_About this task_
After locating the line that holds "cpu.a = 0b1011_0110;", output it and all following lines word for word, stopping only at the end of the data.

_Records for the exercise_
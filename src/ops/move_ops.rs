//! Register-to-register, register-to-memory, and stack move instructions.
//!
//! Raw stores to memory (STA/STX/STY) and `txs` don't touch Z/N — only
//! register writes that count as a "load" do.

use crate::cpu::Cpu;
use crate::opcodes::Mode;

/// Load the value into register A.
/// Function: A:={adr}  Flags: N Z
pub fn lda(cpu: &mut Cpu, mode: Mode, penalty: u8) {
  let value = cpu.read_operand(mode, penalty);
  cpu.a = value;
  cpu.p.update_zero_and_negative(cpu.a);
}

/// Store register A at the resolved address.
/// Function: {adr}:=A  Flags: (none)
pub fn sta(cpu: &mut Cpu, mode: Mode, _penalty: u8) {
  let address = cpu.resolve_write_address(mode);
  cpu.write(address, cpu.a);
}

/// Load register X with the value.
/// Function: X:={adr}  Flags: N Z
pub fn ldx(cpu: &mut Cpu, mode: Mode, penalty: u8) {
  let value = cpu.read_operand(mode, penalty);
  cpu.x = value;
  cpu.p.update_zero_and_negative(cpu.x);
}

/// Store register X at the resolved address.
/// Function: {adr}:=X  Flags: (none)
pub fn stx(cpu: &mut Cpu, mode: Mode, _penalty: u8) {
  let address = cpu.resolve_write_address(mode);
  cpu.write(address, cpu.x);
}

/// Load register Y with the value.
/// Function: Y:={adr}  Flags: N Z
pub fn ldy(cpu: &mut Cpu, mode: Mode, penalty: u8) {
  let value = cpu.read_operand(mode, penalty);
  cpu.y = value;
  cpu.p.update_zero_and_negative(cpu.y);
}

/// Store register Y at the resolved address.
/// Function: {adr}:=Y  Flags: (none)
pub fn sty(cpu: &mut Cpu, mode: Mode, _penalty: u8) {
  let address = cpu.resolve_write_address(mode);
  cpu.write(address, cpu.y);
}

/// Transfer A to X.  Function: X:=A  Flags: N Z
pub fn tax(cpu: &mut Cpu, _mode: Mode, _penalty: u8) {
  cpu.x = cpu.a;
  cpu.p.update_zero_and_negative(cpu.x);
}

/// Transfer X to A.  Function: A:=X  Flags: N Z
pub fn txa(cpu: &mut Cpu, _mode: Mode, _penalty: u8) {
  cpu.a = cpu.x;
  cpu.p.update_zero_and_negative(cpu.a);
}

/// Transfer A to Y.  Function: Y:=A  Flags: N Z
pub fn tay(cpu: &mut Cpu, _mode: Mode, _penalty: u8) {
  cpu.y = cpu.a;
  cpu.p.update_zero_and_negative(cpu.y);
}

/// Transfer Y to A.  Function: A:=Y  Flags: N Z
pub fn tya(cpu: &mut Cpu, _mode: Mode, _penalty: u8) {
  cpu.a = cpu.y;
  cpu.p.update_zero_and_negative(cpu.a);
}

/// Transfer SP to X.  Function: X:=S  Flags: N Z
pub fn tsx(cpu: &mut Cpu, _mode: Mode, _penalty: u8) {
  cpu.x = cpu.sp;
  cpu.p.update_zero_and_negative(cpu.x);
}

/// Transfer X to SP.  Function: S:=X  Flags: (none)
pub fn txs(cpu: &mut Cpu, _mode: Mode, _penalty: u8) {
  cpu.sp = cpu.x;
}

/// Pull A from the stack.  Function: A:=+(S)  Flags: N Z
pub fn pla(cpu: &mut Cpu, _mode: Mode, _penalty: u8) {
  cpu.a = cpu.pull_stack_u8();
  cpu.p.update_zero_and_negative(cpu.a);
}

/// Push A onto the stack.  Function: (S)-:=A  Flags: (none)
pub fn pha(cpu: &mut Cpu, _mode: Mode, _penalty: u8) {
  cpu.push_stack_u8(cpu.a);
}

/// Pull the status register from the stack.
/// Function: P:=+(S)  Flags: N V D I Z C
pub fn plp(cpu: &mut Cpu, _mode: Mode, _penalty: u8) {
  let pulled = cpu.pull_stack_u8();
  cpu.p = crate::status::Status::from_pulled_byte(pulled);
}

/// Push the status register onto the stack (with B and U set).
/// Function: (S)-:=P  Flags: (none)
pub fn php(cpu: &mut Cpu, _mode: Mode, _penalty: u8) {
  let pushed = cpu.p.as_pushed_byte();
  cpu.push_stack_u8(pushed);
}
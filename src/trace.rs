//! The nestest-compatible step trace: one line per executed instruction,
//! rendered from a pre-execution register snapshot and the post-execution
//! running cycle count.

#[derive(Debug, Clone, Copy, PartialEq, Eq)]
pub enum StepKind {
  /// A documented or stable-illegal opcode executed normally.
  Normal,
  /// An unrecognized opcode: the processor made no progress.
  Jam,
  /// A bus-conflict-dependent illegal opcode; bytes/cycles were consumed
  /// but no register or memory mutation happened.
  Unstable,
}

#[derive(Debug, Clone, PartialEq, Eq)]
pub struct StepResult {
  pub cycles: u8,
  pub trace_line: String,
  pub kind: StepKind,
}

/// Formats one trace line. `raw_bytes` is the instruction's opcode byte
/// followed by its 0, 1, or 2 operand bytes. `a`/`x`/`y`/`p`/`sp` are the
/// *pre-execution* snapshot; `cycles` is the running total *after* the
/// instruction executed.
#[allow(clippy::too_many_arguments)]
pub fn format_trace_line(
  pc: u16,
  raw_bytes: &[u8],
  mnemonic_mode: &str,
  a: u8,
  x: u8,
  y: u8,
  p: u8,
  sp: u8,
  cycles: u64,
) -> String {
  let mut byte_field = raw_bytes
    .iter()
    .map(|b| format!("{:02X}", b))
    .collect::<Vec<_>>()
    .join(" ");
  while byte_field.len() < 9 {
    byte_field.push(' ');
  }

  let mut mnemonic_field = mnemonic_mode.to_string();
  while mnemonic_field.len() < 11 {
    mnemonic_field.push(' ');
  }

  format!(
    "{:04X}  {} {} A:{:02X} X:{:02X} Y:{:02X} SR:{:02X} SP:{:02X} CYC:{}\n",
    pc, byte_field, mnemonic_field, a, x, y, p, sp, cycles
  )
}

#[cfg(test)]
mod test {
  use super::*;

  #[test]
  fn single_byte_instruction_pads_the_byte_field() {
    let line = format_trace_line(0xC000, &[0xEA], "NOP_IMP", 0, 0, 0, 0x24, 0xFD, 7);
    assert!(line.starts_with("C000  EA        NOP_IMP    "));
  }

  #[test]
  fn three_byte_instruction_fills_the_byte_field() {
    let line = format_trace_line(0xC000, &[0x4C, 0xF5, 0xC5], "JMP_ABS", 0, 0, 0, 0x24, 0xFD, 3);
    assert!(line.starts_with("C000  4C F5 C5  JMP_ABS    "));
  }

  #[test]
  fn trailer_has_a_x_y_sr_sp_and_decimal_cyc() {
    let line = format_trace_line(0x8000, &[0xA9, 0x05], "LDA_IMM", 0x05, 0x00, 0x00, 0x24, 0xFD, 9);
    assert!(line.contains("A:05 X:00 Y:00 SR:24 SP:FD CYC:9"));
  }
}
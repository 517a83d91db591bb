//! Arithmetic, comparison, and read-modify-write instructions.
//!
//! `dey` reads and writes `cpu.y`, not `cpu.x` — any register write that
//! counts as a "load" updates Z and N from the loaded value. ASL/ROL/LSR/ROR
//! distinguish the accumulator from a resolved memory address so their
//! write-back always lands on the right target.

use crate::cpu::Cpu;
use crate::opcodes::Mode;

/// Logical OR with the accumulator.
/// Function: A:=A or {adr}  Flags: N Z
pub fn ora(cpu: &mut Cpu, mode: Mode, penalty: u8) {
  let value = cpu.read_operand(mode, penalty);
  cpu.a |= value;
  cpu.p.update_zero_and_negative(cpu.a);
}

/// Logical AND with the accumulator.
/// Function: A:=A&{adr}  Flags: N Z
pub fn and(cpu: &mut Cpu, mode: Mode, penalty: u8) {
  let value = cpu.read_operand(mode, penalty);
  cpu.a &= value;
  cpu.p.update_zero_and_negative(cpu.a);
}

/// Logical exclusive-or with the accumulator.
/// Function: A:=A exor {adr}  Flags: N Z
pub fn eor(cpu: &mut Cpu, mode: Mode, penalty: u8) {
  let value = cpu.read_operand(mode, penalty);
  cpu.a ^= value;
  cpu.p.update_zero_and_negative(cpu.a);
}

/// Shared ADC/SBC implementation: SBC is ADC of the operand's one's
/// complement, the standard 6502 convention.
pub(crate) fn add_with_carry(cpu: &mut Cpu, operand: u8) {
  let carry_in = cpu.p.carry_bit() as u16;
  let sum = cpu.a as u16 + operand as u16 + carry_in;
  let result = sum as u8;

  let overflow = ((cpu.a ^ result) & (operand ^ result) & 0x80) != 0;

  cpu.p.set(crate::status::StatusFlag::Carry, sum > 0xFF);
  cpu.p.set(crate::status::StatusFlag::Overflow, overflow);
  cpu.p.update_zero_and_negative(result);
  cpu.a = result;
}

/// Add with carry.  Function: A:=A+{adr}+C  Flags: N V Z C
pub fn adc(cpu: &mut Cpu, mode: Mode, penalty: u8) {
  let value = cpu.read_operand(mode, penalty);
  add_with_carry(cpu, value);
}

/// Subtract with carry.  Function: A:=A-{adr}-(1-C)  Flags: N V Z C
pub fn sbc(cpu: &mut Cpu, mode: Mode, penalty: u8) {
  let value = cpu.read_operand(mode, penalty);
  add_with_carry(cpu, !value);
}

pub(crate) fn compare(cpu: &mut Cpu, register: u8, value: u8) {
  cpu.p.update_zero_and_negative(register.wrapping_sub(value));
  cpu.p.set(crate::status::StatusFlag::Carry, register >= value);
}

/// Compare A.  Function: A-{adr}  Flags: N Z C
pub fn cmp(cpu: &mut Cpu, mode: Mode, penalty: u8) {
  let value = cpu.read_operand(mode, penalty);
  compare(cpu, cpu.a, value);
}

/// Compare X.  Function: X-{adr}  Flags: N Z C
pub fn cpx(cpu: &mut Cpu, mode: Mode, penalty: u8) {
  let value = cpu.read_operand(mode, penalty);
  compare(cpu, cpu.x, value);
}

/// Compare Y.  Function: Y-{adr}  Flags: N Z C
pub fn cpy(cpu: &mut Cpu, mode: Mode, penalty: u8) {
  let value = cpu.read_operand(mode, penalty);
  compare(cpu, cpu.y, value);
}

/// Decrement memory.  Function: {adr}:={adr}-1  Flags: N Z
pub fn dec(cpu: &mut Cpu, mode: Mode, _penalty: u8) {
  let address = cpu.resolve_write_address(mode);
  let result = cpu.read(address).wrapping_sub(1);
  cpu.write(address, result);
  cpu.p.update_zero_and_negative(result);
}

/// Decrement X.  Function: X:=X-1  Flags: N Z
pub fn dex(cpu: &mut Cpu, _mode: Mode, _penalty: u8) {
  cpu.x = cpu.x.wrapping_sub(1);
  cpu.p.update_zero_and_negative(cpu.x);
}

/// Decrement Y.  Function: Y:=Y-1  Flags: N Z
pub fn dey(cpu: &mut Cpu, _mode: Mode, _penalty: u8) {
  cpu.y = cpu.y.wrapping_sub(1);
  cpu.p.update_zero_and_negative(cpu.y);
}

/// Increment memory.  Function: {adr}:={adr}+1  Flags: N Z
pub fn inc(cpu: &mut Cpu, mode: Mode, _penalty: u8) {
  let address = cpu.resolve_write_address(mode);
  let result = cpu.read(address).wrapping_add(1);
  cpu.write(address, result);
  cpu.p.update_zero_and_negative(result);
}

/// Increment X.  Function: X:=X+1  Flags: N Z
pub fn inx(cpu: &mut Cpu, _mode: Mode, _penalty: u8) {
  cpu.x = cpu.x.wrapping_add(1);
  cpu.p.update_zero_and_negative(cpu.x);
}

/// Increment Y.  Function: Y:=Y+1  Flags: N Z
pub fn iny(cpu: &mut Cpu, _mode: Mode, _penalty: u8) {
  cpu.y = cpu.y.wrapping_add(1);
  cpu.p.update_zero_and_negative(cpu.y);
}

/// Reads the operand for an in-place shift/rotate: either the accumulator,
/// or a resolved memory address (RMW, always deterministic cycle cost).
pub(crate) fn read_rmw_operand(cpu: &mut Cpu, mode: Mode) -> (Option<u16>, u8) {
  if mode == Mode::Accumulator {
    (None, cpu.a)
  } else {
    let address = cpu.resolve_write_address(mode);
    (Some(address), cpu.read(address))
  }
}

pub(crate) fn write_rmw_result(cpu: &mut Cpu, address: Option<u16>, result: u8) {
  match address {
    Some(addr) => cpu.write(addr, result),
    None => cpu.a = result,
  }
  cpu.p.update_zero_and_negative(result);
}

/// Arithmetic shift left.  Function: {adr}:={adr}*2  Flags: N Z C
pub fn asl(cpu: &mut Cpu, mode: Mode, _penalty: u8) {
  let (address, operand) = read_rmw_operand(cpu, mode);
  let result = operand << 1;
  cpu.p.set(crate::status::StatusFlag::Carry, operand & 0b1000_0000 != 0);
  write_rmw_result(cpu, address, result);
}

/// Logical shift right.  Function: {adr}:={adr}/2  Flags: N Z C
pub fn lsr(cpu: &mut Cpu, mode: Mode, _penalty: u8) {
  let (address, operand) = read_rmw_operand(cpu, mode);
  let result = operand >> 1;
  cpu.p.set(crate::status::StatusFlag::Carry, operand & 0b0000_0001 != 0);
  write_rmw_result(cpu, address, result);
}

/// Rotate left through carry.  Function: {adr}:={adr}*2+C  Flags: N Z C
pub fn rol(cpu: &mut Cpu, mode: Mode, _penalty: u8) {
  let (address, operand) = read_rmw_operand(cpu, mode);
  let result = (operand << 1) | cpu.p.carry_bit();
  cpu.p.set(crate::status::StatusFlag::Carry, operand & 0b1000_0000 != 0);
  write_rmw_result(cpu, address, result);
}

/// Rotate right through carry.  Function: {adr}:={adr}/2+C*128  Flags: N Z C
pub fn ror(cpu: &mut Cpu, mode: Mode, _penalty: u8) {
  let (address, operand) = read_rmw_operand(cpu, mode);
  let carry_in = cpu.p.carry_bit();
  let result = (operand >> 1) | (carry_in << 7);
  cpu.p.set(crate::status::StatusFlag::Carry, operand & 0b0000_0001 != 0);
  write_rmw_result(cpu, address, result);
}

#[cfg(test)]
mod test {
  use super::*;
  use crate::cpu::Cpu;

  fn cpu_with(a: u8, carry: bool) -> Cpu {
    let mut cpu = Cpu::new(&[], Some(0xC000));
    cpu.a = a;
    cpu.p.set(crate::status::StatusFlag::Carry, carry);
    cpu
  }

  #[test]
  fn adc_sets_carry_and_overflow_on_signed_overflow() {
    let mut cpu = cpu_with(0x50, false);
    add_with_carry(&mut cpu, 0x50);
    assert_eq!(cpu.a, 0xA0);
    assert!(!cpu.p.get(crate::status::StatusFlag::Carry));
    assert!(cpu.p.get(crate::status::StatusFlag::Overflow));
    assert!(cpu.p.get(crate::status::StatusFlag::Negative));
    assert!(!cpu.p.get(crate::status::StatusFlag::Zero));
  }

  #[test]
  fn sbc_is_adc_of_ones_complement() {
    let mut cpu = cpu_with(0x33, true);
    add_with_carry(&mut cpu, !0x11);
    assert_eq!(cpu.a, 0x22);
    assert!(cpu.p.get(crate::status::StatusFlag::Carry));
  }

  #[test]
  fn rol_then_ror_round_trips() {
    let mut cpu = Cpu::new(&[], Some(0xC000));
    cpu.a = 0b1011_0110;
    cpu.p.set(crate::status::StatusFlag::Carry, true);
    let original = cpu.a;
    let carry_in = cpu.p.get(crate::status::StatusFlag::Carry);
    rol(&mut cpu, Mode::Accumulator, 0);
    ror(&mut cpu, Mode::Accumulator, 0);
    assert_eq!(cpu.a, original);
    assert_eq!(cpu.p.get(crate::status::StatusFlag::Carry), carry_in);
  }
}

_Answer for the task_
    cpu.a = 0b1011_0110;
    cpu.p.set(crate::status::StatusFlag::Carry, true);
    let original = cpu.a;
    let carry_in = cpu.p.get(crate::status::StatusFlag::Carry);
    rol(&mut cpu, Mode::Accumulator, 0);
    ror(&mut cpu, Mode::Accumulator, 0);
    assert_eq!(cpu.a, original);
    assert_eq!(cpu.p.get(crate::status::StatusFlag::Carry), carry_in);
  }
}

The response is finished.